Crowley lifted an eyebrow in what was supposed to be a superior manner, but just ended up being squashed. “I’m coming for you,” he said to Heck, “after I deal with my ineffable spouse.”

“Oooh, I’m so scared.”

Fold, spin, twist — shiver, shape, and shift. Crowley changed form and gender, and there was Nanny in his place. “You really should be,” she said with a twinkle in her eye. She lowered her voice and said to Aziraphale in a tone that somehow bristled with a thousand quills, _ “Don’t you dare sit on me, angel.” _

There was a sort of _ whumph _ and a confused flutter, as if a very large bird had just been ambushed. The next thing Heck knew, her Hellmom was at one end of the couch, in her usual clothes, trying to see the back of her head with the help of a compact mirror. At the other end, book somewhat rumpled in his lap, Aziraphale was trying to straighten his bow tie. A white underfeather was stuck in his hair. “I really wish you wouldn’t do that,” he muttered. “Now I have to retie my tie.”
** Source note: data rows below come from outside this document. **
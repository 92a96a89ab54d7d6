#![forbid(unsafe_code)]

//! Coordinate assignment for layered (hierarchical) graph layouts.
//!
//! `beluga` takes a graph that has already been split into ranks, with virtual edge segments
//! standing in for edges that cross more than one rank gap, and assigns the secondary-axis
//! coordinate of every rank occupant plus the routing points of every edge. Cycle removal,
//! layering and crossing minimisation happen upstream; their result is handed over as a
//! [`HierarchyModel`].
//!
//! Results leave the crate through a [`LayoutAdapter`]. [`LayoutRecorder`] is the in-crate
//! adapter used by the CLI and the tests.

pub const VERSION: &str = env!("CARGO_PKG_VERSION");

pub mod adapter;
pub mod coordinate_system;
pub mod error;
pub mod hierarchy;
pub mod model;
pub mod options;
pub mod position;
pub mod ranked_graph;

pub use adapter::{LayoutAdapter, LayoutRecorder, LayoutResult};
pub use coordinate_system::Orientation;
pub use error::{Error, Result, Warning};
pub use hierarchy::{
    Cell, CellId, CellKind, ConnectionCache, EdgeCell, HierarchyBuilder, HierarchyModel,
    JettyEnd, JettyPosition, MAX_RANK, RealEdge,
};
pub use model::{Point, Size};
pub use options::{CoordinateOptions, EdgeStyle};
pub use position::{CoordinateReport, assign_coordinates, emit_layout, layout_hierarchies};
pub use ranked_graph::{LayoutOutput, RankedEdge, RankedGraph, RankedVertex, layout_ranked_graph};
//! Connected-cell cache used by the passes.
//!
//! The median and balancing passes ask for a cell's neighbours on the adjacent ranks many
//! times per sweep. The lists are computed once per layout run and stored flat: one slot per
//! `(cell, occupied rank)` pair, with offsets into shared buffers.

use super::{CellId, HierarchyModel};

#[derive(Debug, Clone, Default)]
pub struct ConnectionCache {
    base: Vec<usize>,
    first_rank: Vec<usize>,
    next_offsets: Vec<usize>,
    next: Vec<CellId>,
    previous_offsets: Vec<usize>,
    previous: Vec<CellId>,
}

impl ConnectionCache {
    pub fn new(model: &HierarchyModel) -> Self {
        let mut cache = Self {
            next_offsets: vec![0],
            previous_offsets: vec![0],
            ..Default::default()
        };
        let mut slot = 0;
        for (id, cell) in model.cells() {
            let ranks = cell.occupied_ranks();
            cache.base.push(slot);
            cache.first_rank.push(ranks.start);
            for rank in ranks {
                model.collect_next_layer(id, rank, &mut cache.next);
                cache.next_offsets.push(cache.next.len());
                model.collect_previous_layer(id, rank, &mut cache.previous);
                cache.previous_offsets.push(cache.previous.len());
                slot += 1;
            }
        }
        cache
    }

    /// Number of `(cell, rank)` slots.
    pub fn slot_count(&self) -> usize {
        self.next_offsets.len() - 1
    }

    /// Dense index of `(cell, rank)`, usable to key per-slot scratch buffers.
    pub fn slot(&self, cell: CellId, rank: usize) -> usize {
        let i = cell.index();
        self.base[i] + (rank - self.first_rank[i])
    }

    pub fn next_layer(&self, cell: CellId, rank: usize) -> &[CellId] {
        let s = self.slot(cell, rank);
        &self.next[self.next_offsets[s]..self.next_offsets[s + 1]]
    }

    pub fn previous_layer(&self, cell: CellId, rank: usize) -> &[CellId] {
        let s = self.slot(cell, rank);
        &self.previous[self.previous_offsets[s]..self.previous_offsets[s + 1]]
    }
}
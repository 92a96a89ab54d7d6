//! Median sweeps and neighbour balancing.
//!
//! Both heuristics only touch working coordinates and only accept a move that keeps the
//! minimum gap to the neighbour on the side the cell moves towards. A rejected move leaves the
//! cell where it is.

use super::{Run, reposition_valid};
use crate::hierarchy::{CellId, ConnectionCache, HierarchyModel};
use std::cmp::Reverse;
use std::collections::VecDeque;

/// Moves below this distance are not worth re-queueing neighbours for.
const BALANCE_TOLERANCE: f64 = 1.0;

/// Median of the working coordinates of `cells` on `rank`: the middle value for an odd
/// count, the mean of the two middle values for an even one.
pub(super) fn median_x_value(
    model: &HierarchyModel,
    cells: &[CellId],
    rank: usize,
) -> Option<f64> {
    if cells.is_empty() {
        return None;
    }
    let mut values: Vec<f64> = cells.iter().map(|&c| model.cell(c).working(rank)).collect();
    values.sort_by(f64::total_cmp);
    let mid = values.len() / 2;
    if values.len() % 2 == 1 {
        Some(values[mid])
    } else {
        Some((values[mid - 1] + values[mid]) / 2.0)
    }
}

/// Processing priority of `cell` against its connections in the reference rank. Straight
/// runs of edge segments weigh the most.
pub(super) fn weighted_value(model: &HierarchyModel, cell: CellId, connected: &[CellId]) -> u32 {
    let is_vertex = model.cell(cell).is_vertex();
    connected
        .iter()
        .map(|&c| match (is_vertex, model.cell(c).is_vertex()) {
            (true, true) => 1,
            (false, false) => 8,
            _ => 2,
        })
        .sum()
}

/// One sweep pair: top-down against the rank above, then bottom-up against the rank below.
pub(super) fn median_pos(run: &mut Run<'_>) {
    let max_rank = run.model.max_rank();
    for rank in (0..max_rank).rev() {
        median_rank(run, rank, true);
    }
    for rank in 1..=max_rank {
        median_rank(run, rank, false);
    }
}

fn median_rank(run: &mut Run<'_>, rank: usize, downward: bool) {
    let reference = if downward { rank + 1 } else { rank - 1 };
    let model: &HierarchyModel = run.model;
    let mut plan: Vec<(u32, usize, CellId, Option<f64>)> = model
        .rank(rank)
        .iter()
        .enumerate()
        .map(|(position, &id)| {
            let connected = if downward {
                run.cache.next_layer(id, rank)
            } else {
                run.cache.previous_layer(id, rank)
            };
            (
                weighted_value(model, id, connected),
                position,
                id,
                median_x_value(model, connected, reference),
            )
        })
        .collect();
    plan.sort_by_key(|&(weight, position, _, _)| (Reverse(weight), position));

    let intra_cell_spacing = run.options.intra_cell_spacing;
    for (_, position, id, median) in plan {
        let Some(target) = median else {
            continue;
        };
        if target == run.model.cell(id).working(rank) {
            continue;
        }
        if reposition_valid(run.model, intra_cell_spacing, rank, position, target) {
            run.model.cell_mut(id).set_working(rank, target);
        }
    }
}

/// Where neighbour balancing would like `cell` on `rank`: the medians of its next-layer and
/// previous-layer connections, weighted by how many connections each side has.
pub(super) fn balance_target(
    model: &HierarchyModel,
    cache: &ConnectionCache,
    cell: CellId,
    rank: usize,
) -> Option<f64> {
    let next = cache.next_layer(cell, rank);
    let previous = cache.previous_layer(cell, rank);
    let count = next.len() + previous.len();
    if count == 0 {
        return None;
    }
    let median_next = median_x_value(model, next, rank + 1).unwrap_or(0.0);
    let median_previous = if previous.is_empty() {
        0.0
    } else {
        median_x_value(model, previous, rank - 1).unwrap_or(0.0)
    };
    Some(
        (median_next * next.len() as f64 + median_previous * previous.len() as f64)
            / count as f64,
    )
}

/// Neighbour balancing. Every occupied slot is queued once; a cell that moves re-queues its
/// neighbours. The queue is capped at ten pops per slot.
pub(super) fn min_node(run: &mut Run<'_>) {
    let mut queue = VecDeque::with_capacity(run.cache.slot_count());
    let mut queued = vec![false; run.cache.slot_count()];
    for (rank, ids) in run.model.ranks().iter().enumerate() {
        for &id in ids {
            queued[run.cache.slot(id, rank)] = true;
            queue.push_back((id, rank));
        }
    }

    let max_tries = queue.len() * 10;
    let mut tries = 0;
    let intra_cell_spacing = run.options.intra_cell_spacing;
    while tries < max_tries {
        let Some((id, rank)) = queue.pop_front() else {
            break;
        };
        tries += 1;
        queued[run.cache.slot(id, rank)] = false;

        let Some(target) = balance_target(run.model, &run.cache, id, rank) else {
            continue;
        };
        let cell = run.model.cell(id);
        let position = cell.order(rank);
        if (target - cell.working(rank)).abs() <= BALANCE_TOLERANCE
            || !reposition_valid(run.model, intra_cell_spacing, rank, position, target)
        {
            continue;
        }
        run.model.cell_mut(id).set_working(rank, target);

        for &next in run.cache.next_layer(id, rank) {
            let slot = run.cache.slot(next, rank + 1);
            if !queued[slot] {
                queued[slot] = true;
                queue.push_back((next, rank + 1));
            }
        }
        for &previous in run.cache.previous_layer(id, rank) {
            let slot = run.cache.slot(previous, rank - 1);
            if !queued[slot] {
                queued[slot] = true;
                queue.push_back((previous, rank - 1));
            }
        }
    }
}
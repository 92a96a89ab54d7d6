use serde::Serialize;

/// Errors raised while building a [`HierarchyModel`](crate::HierarchyModel).
///
/// Coordinate assignment itself never fails; see [`Warning`] for the conditions it recovers
/// from.
#[derive(Debug, thiserror::Error)]
pub enum Error {
    #[error("unknown vertex: {id}")]
    UnknownVertex { id: String },

    #[error("duplicate vertex: {id}")]
    DuplicateVertex { id: String },

    #[error("duplicate edge: {id}")]
    DuplicateEdge { id: String },

    #[error("edge {edge} connects {from} and {to} on the same rank ({rank})")]
    NotLayered {
        edge: String,
        from: String,
        to: String,
        rank: usize,
    },

    #[error("rank {rank} is out of range (max rank {max_rank})")]
    RankOutOfRange { rank: usize, max_rank: usize },

    #[error("order given for rank {rank} is not a permutation of that rank's cells")]
    RankOrderMismatch { rank: usize },

    #[error("unknown vertex or edge in rank order: {name}")]
    UnknownCell { name: String },
}

pub type Result<T> = std::result::Result<T, Error>;

/// A condition recovered from during coordinate assignment.
///
/// Each warning is also logged through `tracing` when it is first raised.
#[derive(Debug, Clone, PartialEq, Serialize)]
#[serde(tag = "kind", rename_all = "camelCase")]
pub enum Warning {
    /// Vertices the adapter had no bounds for; they were laid out as zero-size.
    #[serde(rename_all = "camelCase")]
    MissingBounds { vertices: Vec<String> },
    /// A hierarchical edge aggregating no real edges; it was treated as a single edge.
    #[serde(rename_all = "camelCase")]
    InconsistentEdgeData { cell: usize },
    /// An edge whose rank span collapsed; the span was re-derived from its terminals.
    #[serde(rename_all = "camelCase")]
    DegenerateSpan {
        cell: usize,
        min_rank: usize,
        max_rank: usize,
    },
}
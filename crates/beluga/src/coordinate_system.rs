//! Coordinate system helpers.
//!
//! The passes work in a rank-relative space: the *secondary* axis runs along a rank (the
//! coordinate the heuristics optimise), the *primary* axis runs across ranks. North/south
//! layouts map secondary to `x`; east/west layouts swap the axes, so vertex extents are
//! swapped on the way in and points are swapped on the way out.

use crate::model::{Point, Size};
use serde::{Deserialize, Serialize};
use std::str::FromStr;

/// Where the root (source) rank sits relative to the rest of the drawing.
#[derive(Debug, Clone, Copy, PartialEq, Eq, Default, Serialize, Deserialize)]
#[serde(rename_all = "lowercase")]
pub enum Orientation {
    #[default]
    North,
    South,
    East,
    West,
}

impl Orientation {
    pub fn swaps_axes(self) -> bool {
        matches!(self, Self::East | Self::West)
    }

    /// South and east layouts grow the primary axis towards negative values, which flips
    /// which side of a rank faces the sources.
    pub fn is_layout_reversed(self) -> bool {
        matches!(self, Self::South | Self::East)
    }

    pub fn primary_sign(self) -> f64 {
        match self {
            Self::North | Self::West => 1.0,
            Self::South | Self::East => -1.0,
        }
    }

    /// Vertex bounds as seen by the passes (`width` along the secondary axis).
    pub fn oriented(self, size: Size) -> Size {
        if self.swaps_axes() {
            Size::new(size.height, size.width)
        } else {
            size
        }
    }

    pub fn project(self, secondary: f64, primary: f64) -> Point {
        if self.swaps_axes() {
            Point::new(primary, secondary)
        } else {
            Point::new(secondary, primary)
        }
    }
}

impl FromStr for Orientation {
    type Err = ();

    fn from_str(s: &str) -> Result<Self, Self::Err> {
        match s.trim().to_ascii_lowercase().as_str() {
            "north" | "n" => Ok(Self::North),
            "south" | "s" => Ok(Self::South),
            "east" | "e" => Ok(Self::East),
            "west" | "w" => Ok(Self::West),
            _ => Err(()),
        }
    }
}

#[cfg(test)]
mod tests {
    use super::*;

    #[test]
    fn north_and_south_keep_axes() {
        for o in [Orientation::North, Orientation::South] {
            assert_eq!(o.oriented(Size::new(100.0, 200.0)), Size::new(100.0, 200.0));
            assert_eq!(o.project(1.0, 2.0), Point::new(1.0, 2.0));
        }
    }

    #[test]
    fn east_and_west_swap_axes() {
        for o in [Orientation::East, Orientation::West] {
            assert_eq!(o.oriented(Size::new(100.0, 200.0)), Size::new(200.0, 100.0));
            assert_eq!(o.project(1.0, 2.0), Point::new(2.0, 1.0));
        }
    }

    #[test]
    fn parses_orientation_names() {
        assert_eq!("North".parse::<Orientation>(), Ok(Orientation::North));
        assert_eq!(" w ".parse::<Orientation>(), Ok(Orientation::West));
        assert!("up".parse::<Orientation>().is_err());
    }
}
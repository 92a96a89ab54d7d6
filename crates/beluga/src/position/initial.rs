//! Width/height pass and the initial packing that sweeps out from the widest rank.

use super::Run;
use crate::adapter::LayoutAdapter;
use crate::error::Warning;
use crate::hierarchy::CellId;
use tracing::{debug, warn};

/// Resolves every cell's extent, measures each rank and places the ranks along the primary
/// axis. Cells get a left-packed provisional coordinate.
pub(super) fn calculate_widest_rank<A>(run: &mut Run<'_>, adapter: &A)
where
    A: LayoutAdapter + ?Sized,
{
    let options = run.options;
    let orientation = options.orientation;
    let rank_count = run.model.rank_count();
    run.rank_widths = vec![0.0; rank_count];
    run.widest_rank = None;
    run.widest_rank_value = f64::NEG_INFINITY;

    let mut y = -options.inter_rank_cell_spacing;
    let mut last_max_height = 0.0_f64;
    let mut missing = Vec::new();

    for rank in (0..rank_count).rev() {
        let ids: Vec<CellId> = run.model.rank(rank).to_vec();
        let mut max_height = 0.0_f64;
        let mut local_x = options.initial_x;

        for &id in &ids {
            let vertex = run.model.cell(id).vertex_id().map(str::to_owned);
            let (width, height) = match vertex {
                Some(vertex) => {
                    let size = adapter.vertex_bounds(&vertex).unwrap_or_else(|| {
                        missing.push(vertex.clone());
                        Default::default()
                    });
                    let size = orientation.oriented(size);
                    (size.width, size.height)
                }
                None => {
                    let count = run.real_edge_count(id);
                    ((count - 1) as f64 * options.parallel_edge_spacing, 0.0)
                }
            };
            max_height = max_height.max(height);

            let cell = run.model.cell_mut(id);
            cell.width = width;
            cell.height = height;
            local_x += width / 2.0;
            cell.set_x(rank, local_x);
            cell.set_working(rank, local_x);
            local_x += width / 2.0 + options.intra_cell_spacing;
        }

        run.rank_widths[rank] = local_x;
        if local_x > run.widest_rank_value {
            run.widest_rank_value = local_x;
            run.widest_rank = Some(rank);
        }

        let distance = max_height / 2.0 + last_max_height / 2.0 + options.inter_rank_cell_spacing;
        last_max_height = max_height;
        y += orientation.primary_sign() * distance;
        run.model.set_rank_coordinate(rank, y);
        for &id in &ids {
            run.model.cell_mut(id).set_y(rank, y);
        }
    }

    if let Some(widest) = run.widest_rank {
        debug!(
            widest_rank = widest,
            widest_rank_value = run.widest_rank_value,
            "widest rank"
        );
    }

    if !missing.is_empty() {
        warn!(
            vertices = ?missing,
            "no bounds for {} vertices, laying them out as zero-size",
            missing.len()
        );
        run.warnings.push(Warning::MissingBounds { vertices: missing });
    }
}

/// Centres every rank against the widest one, visiting the widest rank down to rank `0`, then
/// the ranks above it.
pub(super) fn initial_coords(run: &mut Run<'_>) {
    let Some(widest) = run.widest_rank else {
        return;
    };
    let max_rank = run.model.max_rank();
    for rank in (0..=widest).rev().chain(widest + 1..=max_rank) {
        rank_coordinates(run, rank);
    }
}

fn rank_coordinates(run: &mut Run<'_>, rank: usize) {
    let intra_cell_spacing = run.options.intra_cell_spacing;
    let mut local_x =
        run.options.initial_x + (run.widest_rank_value - run.rank_widths[rank]) / 2.0;
    let ids: Vec<CellId> = run.model.rank(rank).to_vec();
    for id in ids {
        let cell = run.model.cell_mut(id);
        local_x += cell.width / 2.0;
        cell.set_x(rank, local_x);
        cell.set_working(rank, local_x);
        local_x += cell.width / 2.0 + intra_cell_spacing;
    }
}

#[cfg(test)]
mod tests {
    use super::*;
    use crate::coordinate_system::Orientation;
    use crate::model::Size;
    use crate::options::CoordinateOptions;
    use crate::position::test_util::{assert_no_overlap, model_with};

    #[test]
    fn narrow_ranks_are_centred_under_the_widest() {
        let (mut model, mut recorder) =
            model_with(&[("a", 1), ("b", 0), ("c", 0)], &[], Size::new(20.0, 40.0));
        recorder.set_bounds("a", Size::new(100.0, 40.0));
        let options = CoordinateOptions::default();
        let mut run = Run::new(&mut model, &options);
        calculate_widest_rank(&mut run, &recorder);
        assert_eq!(run.widest_rank, Some(1));
        assert_eq!(run.widest_rank_value, 130.0);
        assert_eq!(run.rank_widths, vec![100.0, 130.0]);

        initial_coords(&mut run);
        assert_eq!(model.vertex_coordinate("a"), Some(50.0));
        assert_eq!(model.vertex_coordinate("b"), Some(25.0));
        assert_eq!(model.vertex_coordinate("c"), Some(75.0));
        assert_no_overlap(&model, options.intra_cell_spacing);
    }

    #[test]
    fn ranks_advance_along_the_primary_axis() {
        let (mut model, recorder) =
            model_with(&[("a", 1), ("b", 0)], &[("ab", "a", "b")], Size::new(20.0, 40.0));
        let options = CoordinateOptions::default();
        let mut run = Run::new(&mut model, &options);
        calculate_widest_rank(&mut run, &recorder);
        assert_eq!(model.rank_coordinate(1), 20.0);
        assert_eq!(model.rank_coordinate(0), 160.0);

        let options = CoordinateOptions {
            orientation: Orientation::South,
            ..Default::default()
        };
        let mut run = Run::new(&mut model, &options);
        calculate_widest_rank(&mut run, &recorder);
        assert_eq!(model.rank_coordinate(1), -220.0);
        assert_eq!(model.rank_coordinate(0), -360.0);
    }

    #[test]
    fn east_west_layouts_swap_vertex_extents() {
        let (mut model, recorder) = model_with(&[("a", 0)], &[], Size::new(80.0, 20.0));
        let options = CoordinateOptions {
            orientation: Orientation::West,
            ..Default::default()
        };
        let mut run = Run::new(&mut model, &options);
        calculate_widest_rank(&mut run, &recorder);
        let a = model.cell(model.vertex("a").unwrap());
        assert_eq!(a.width(), 20.0);
        assert_eq!(a.height(), 80.0);
    }

    #[test]
    fn parallel_groups_are_as_wide_as_their_fan() {
        let (mut model, recorder) = model_with(
            &[("a", 2), ("b", 0)],
            &[("e1", "a", "b"), ("e2", "a", "b"), ("e3", "b", "a")],
            Size::new(40.0, 40.0),
        );
        let options = CoordinateOptions::default();
        let mut run = Run::new(&mut model, &options);
        calculate_widest_rank(&mut run, &recorder);
        let group = model.rank(1)[0];
        assert_eq!(model.cell(group).width(), 20.0);
        assert_eq!(model.cell(group).height(), 0.0);
    }

    #[test]
    fn missing_bounds_warn_once_per_run() {
        let (mut model, _) = model_with(&[("a", 1), ("b", 0)], &[], Size::default());
        let recorder = crate::adapter::LayoutRecorder::new();
        let options = CoordinateOptions::default();
        let mut run = Run::new(&mut model, &options);
        calculate_widest_rank(&mut run, &recorder);
        assert_eq!(
            run.warnings,
            vec![Warning::MissingBounds {
                vertices: vec!["a".to_string(), "b".to_string()]
            }]
        );
        assert_eq!(model.cell(model.vertex("a").unwrap()).width(), 0.0);
    }
}
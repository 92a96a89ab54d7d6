use beluga::{
    CoordinateOptions, HierarchyBuilder, HierarchyModel, LayoutRecorder, Size, assign_coordinates,
};
use criterion::{BatchSize, BenchmarkId, Criterion, criterion_group, criterion_main};
use std::hint::black_box;
use std::time::Duration;

#[derive(Debug, Clone)]
struct GridSpec {
    ranks: usize,
    width: usize,
}

impl GridSpec {
    fn id(rank: usize, i: usize) -> String {
        format!("r{rank}_n{i}")
    }

    fn build(&self) -> (HierarchyModel, LayoutRecorder) {
        let mut b = HierarchyBuilder::new();
        let mut recorder = LayoutRecorder::new();
        for rank in 0..self.ranks {
            for i in 0..self.width {
                let id = Self::id(rank, i);
                // Vary widths a little so the packing is not trivially uniform.
                let size = Size::new(40.0 + (i % 3) as f64 * 15.0, 30.0);
                recorder.set_bounds(id.clone(), size);
                b.add_vertex(id, rank).expect("unique vertex id");
            }
        }

        for rank in 1..self.ranks {
            for i in 0..self.width {
                let from = Self::id(rank, i);
                // Two crossing connections into the rank below.
                for (k, to) in [(i + 1) % self.width, (i * 7 + 3) % self.width]
                    .into_iter()
                    .enumerate()
                {
                    let to = Self::id(rank - 1, to);
                    b.connect(format!("e{rank}_{i}_{k}"), &from, &to)
                        .expect("layered edge");
                }
                // A long edge every few vertices.
                if i % 4 == 0 && rank >= 3 {
                    let to = Self::id(rank - 3, (i + 2) % self.width);
                    b.connect(format!("long{rank}_{i}"), &from, &to)
                        .expect("layered edge");
                }
            }
        }

        let model = b.build().expect("valid grid");
        (model, recorder)
    }
}

fn bench_assign_coordinates(c: &mut Criterion) {
    let mut group = c.benchmark_group("coordinate_assignment");
    group.measurement_time(Duration::from_secs(10));

    let cases = [
        ("grid_6x10", GridSpec { ranks: 6, width: 10 }),
        ("grid_12x25", GridSpec { ranks: 12, width: 25 }),
        ("grid_20x50", GridSpec { ranks: 20, width: 50 }),
    ];

    let options = CoordinateOptions::default();
    for (name, spec) in cases {
        group.bench_with_input(
            BenchmarkId::new("assign_coordinates", name),
            &spec,
            |b, spec| {
                b.iter_batched(
                    || spec.build(),
                    |(mut model, mut recorder)| {
                        let report =
                            assign_coordinates(black_box(&mut model), &options, &mut recorder);
                        black_box(report.limit_x);
                    },
                    BatchSize::LargeInput,
                )
            },
        );
    }

    group.finish();
}

criterion_group!(benches, bench_assign_coordinates);
criterion_main!(benches);
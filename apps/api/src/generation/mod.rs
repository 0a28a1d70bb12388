// Resume Generation Engine
// Implements: schema declaration, prompt building, two-tier generation,
// normalization, and the generate/refine service.
// All LLM calls go through llm_client — no direct provider calls here.

pub mod client;
pub mod error;
pub mod handlers;
pub mod normalizer;
pub mod prompts;
pub mod schema;
pub mod service;

#[cfg(test)]
pub mod testing;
“I really wish you wouldn’t put your books on my head, dear heart,” rejoined Nanny coolly. “Now I have to redo my hair.”

“Nannyyyyyyyyyy!” Heck’s voice went up on the last syllable, like it always did. “Hi!” She jumped toward her Hellmom and hugged her. “Wait… Was that your magic? You didn’t snap your fingers.”

“No, it wasn’t magic. Aziraphale just suddenly rediscovered the power of flight,” said Nanny, smiling evilly, “as well as the wisdom of not bodily flattening on a lady of my inimitable qualities. You know — it’s really not necessary to squeal at that particular frequency every time I appear.”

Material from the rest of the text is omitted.